ORIGINAL FRENCH ARTICLE: Grèce-Europe : pour un vrai plan B
Translated Saturday 5 September 2015, by
We must stop using European money for austerity. By Frédéric Boccara, Yves Dimicoli, Denis Durand and Frédéric Rauch of the PCF’s national economic committee.
The content and the manner of the “agreement” Merkel and Schäuble dictated to Greece, invokes indignation throughout Europe. This diktat opens a new phase in the standoff over the use of European money and, therefore, over the euro and European Central Bank (ECB) policies. Though a battle has been lost, there is no question of laying down arms. We support Alexis Tsipras, who chose the most suitable strategy to carry on the fight when people tried to force him to choose between three catastrophic impasses:
submission to the extravagant demands of the creditors;
the immediate collapse of the banking system and exit from the euro;
the supposedly organised exit from the euro advanced by Schäuble and even by certain left wing politicians.

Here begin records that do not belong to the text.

//! Wire types for inbound payment-processor webhook events.
//!
//! The processor posts JSON with camelCase keys and decimal-dollar amounts. Amounts are re-parsed from
//! the JSON number's text through [`MicroUsd`]'s decimal parser so no floating-point value ever becomes
//! a balance.

use std::fmt::Display;

use serde::{Deserialize, Serialize};
use spg_common::MicroUsd;
use thiserror::Error;

use crate::db_types::OrderId;

#[derive(Debug, Clone, Copy, Default, PartialEq, Eq, Serialize, Deserialize)]
#[serde(rename_all = "SCREAMING_SNAKE_CASE")]
pub enum OrderEventStatus {
    #[default]
    #[serde(alias = "ORDER_COMPLETED")]
    Completed,
    #[serde(alias = "ORDER_FAILED")]
    Failed,
    #[serde(alias = "ORDER_REFUNDED")]
    Refunded,
}

impl Display for OrderEventStatus {
    fn fmt(&self, f: &mut std::fmt::Formatter<'_>) -> std::fmt::Result {
        match self {
            OrderEventStatus::Completed => write!(f, "COMPLETED"),
            OrderEventStatus::Failed => write!(f, "FAILED"),
            OrderEventStatus::Refunded => write!(f, "REFUNDED"),
        }
    }
}

/// An authenticated payment-processor event, as handed to the settlement flow by a
/// [`crate::traits::WebhookVerifier`].
#[derive(Debug, Clone, PartialEq, Eq)]
pub struct SettlementEvent {
    /// The processor's order id. The idempotency key: one order settles at most once.
    pub order_id: OrderId,
    /// The address the funds were sent to. Settlement ignores events for any address other than the
    /// platform's custody address.
    pub target_address: String,
    /// The payment-link code embedded in the transaction, used to resolve the receiving vendor.
    pub link_code: String,
    /// The gross settled amount.
    pub amount: MicroUsd,
    pub status: OrderEventStatus,
}

impl SettlementEvent {
    pub fn completed<O, T, L>(order_id: O, target_address: T, link_code: L, amount: MicroUsd) -> Self
    where
        O: Into<OrderId>,
        T: Into<String>,
        L: Into<String>,
    {
        Self {
            order_id: order_id.into(),
            target_address: target_address.into(),
            link_code: link_code.into(),
            amount,
            status: OrderEventStatus::Completed,
        }
    }
}

/// The raw wire shape of a processor event, before amount normalisation.
#[derive(Debug, Clone, Deserialize)]
#[serde(rename_all = "camelCase")]
pub struct RawSettlementEvent {
    pub external_order_id: String,
    pub target_address: String,
    pub link_reference: String,
    pub amount: serde_json::Number,
    #[serde(default)]
    pub status: OrderEventStatus,
}

#[derive(Debug, Clone, Error)]
#[error("Could not convert processor event into a settlement event. {0}")]
pub struct EventConversionError(pub String);

impl TryFrom<RawSettlementEvent> for SettlementEvent {
    type Error = EventConversionError;

    fn try_from(raw: RawSettlementEvent) -> Result<Self, Self::Error> {
        let amount = raw
            .amount
            .to_string()
            .parse::<MicroUsd>()
            .map_err(|e| EventConversionError(format!("Invalid amount in event {}: {e}", raw.external_order_id)))?;
        Ok(Self {
            order_id: OrderId::from(raw.external_order_id),
            target_address: raw.target_address,
            link_code: raw.link_reference,
            amount,
            status: raw.status,
        })
    }
}

#[cfg(test)]
mod test {
    use super::*;

    #[test]
    fn parse_processor_payload() {
        let json = r#"{
            "externalOrderId": "ord_1",
            "targetAddress": "0xAb5801a7D398351b8bE11C439e05C5B3259aeC9B",
            "linkReference": "lnk_9f2c",
            "amount": 500.00
        }"#;
        let raw: RawSettlementEvent = serde_json::from_str(json).expect("payload should parse");
        let event = SettlementEvent::try_from(raw).expect("amount should convert");
        assert_eq!(event.order_id, OrderId::from("ord_1"));
        assert_eq!(event.amount, MicroUsd::from(500_000_000));
        assert_eq!(event.status, OrderEventStatus::Completed);
    }

    #[test]
    fn parse_refund_status() {
        let json = r#"{
            "externalOrderId": "ord_2",
            "targetAddress": "0xdeadbeef",
            "linkReference": "lnk_1",
            "amount": 12,
            "status": "ORDER_REFUNDED"
        }"#;
        let raw: RawSettlementEvent = serde_json::from_str(json).expect("payload should parse");
        assert_eq!(raw.status, OrderEventStatus::Refunded);
    }
}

The consequences of a “Grexit”.
A “Grexit” would mean devaluation estimated to be at least 40 percent, and therefore, a 40 percent loss in buying power and a 40 percent increase in debt. It would not bring any competitive advantage to a country where wages have already fallen by 25 percent and where production facilities are not capable of responding to a growth in demand. On the other hand, this would immediately cause an increase in the cost of imports (therefore more wage restraints), more expensive private finance, increased difficulties in financing investments and, finally, even greater subjugation to finance. With a Golden Dawn victory at the end of it all. Anyway, a ”Grexit” would unleash massive speculative attacks forcing other countries to quit the eurozone, starting with Italy (2,070 billion euros debt), Spain (966 billion euros), Portugal (219 billion euros) and, probably France next. We would embark upon an incessant series of competitive devaluations in each country, both deflationary and wage hitting, further reinforcing the economic war for gain of market share to the detriment of our European partners. In sum, “organised” or not, exit from the euro, with its catastrophic social effects, will destroy hopes for change, not only in Greece but in the whole European Union.
An unviable “agreement”
After the 14 July vote, what can be observed?
Schäuble achieved neither of his two objectives: Greece has not left the euro and the Tsipras government has not been overthrown. Besides, many voices have risen up to say that the “agreement” of 13 July, contrary to all good economic sense, is unviable and the Greece public debt must be imperatively restructured.
Develop the Greek economy
This situation now leads us to focus on the battle for Greek economic development and thus, on the responsibility of the European Central Bank to finance it.
For now, since Greece is in the eurozone, the ECB should assure the liquidity of Greek banks and sufficiently increase the level of emergency finance while lowering its cost. It is intolerable that Greek citizens may not withdraw more than 420 euros per week! It is intolerable that SMEs continue to be drained!
Greece cannot get out of this unless the euro, spewed out by the Euro-system, serves its economic and humanitarian potential instead of squandering billions of euros fattening-up creditors. That means:
investment to restore strength of productivity and create the employment which the unemployed 25 percent need;
construct an efficient administration (starting with tax collection);
restore all public services, particularly health and education;
restructure and alleviate the public debt.
It is vital for Greece to receive all the promised funding, including unused structural funds and that it can use this to redress its problems. It is a fundamental democratic strategy.
One could say, in varying degrees, for all eurozone countries. Faced with the vetos of the German directors of large scale finance, we Europeans must find an alternative to proposing, like François Hollande, a headlong rush towards stronger federalism and fragmentation of the eurozone, increasing dominance. We must stop using European money for austerity and finance, and we should challenge the Central European Bank. France (with Italy, Spain, Belgium...) should propose the creation of a European fund for all member countries of the euro, to finance the development of public services, of the economy and the ecology of Europe. This fund would be a first step toward a European development fund shared by the ECB and states, as called for by the PCF and the Party of the European Left. This public financial institution would be funded by the ECB as authorised by the Lisbon Treaty (article 123.2). It would issue bonds which the ECB would buy with some of the 1140 billion euros which it promised to create, last 22 January, in order to stimulate the European economy. This fund would be democratically managed with specific criteria for the creation of jobs and the development of public services in each country. It would be a first step towards the gradual and radical reorientation of the ECB and, therefore, of Europe. That is what is called a really big battle.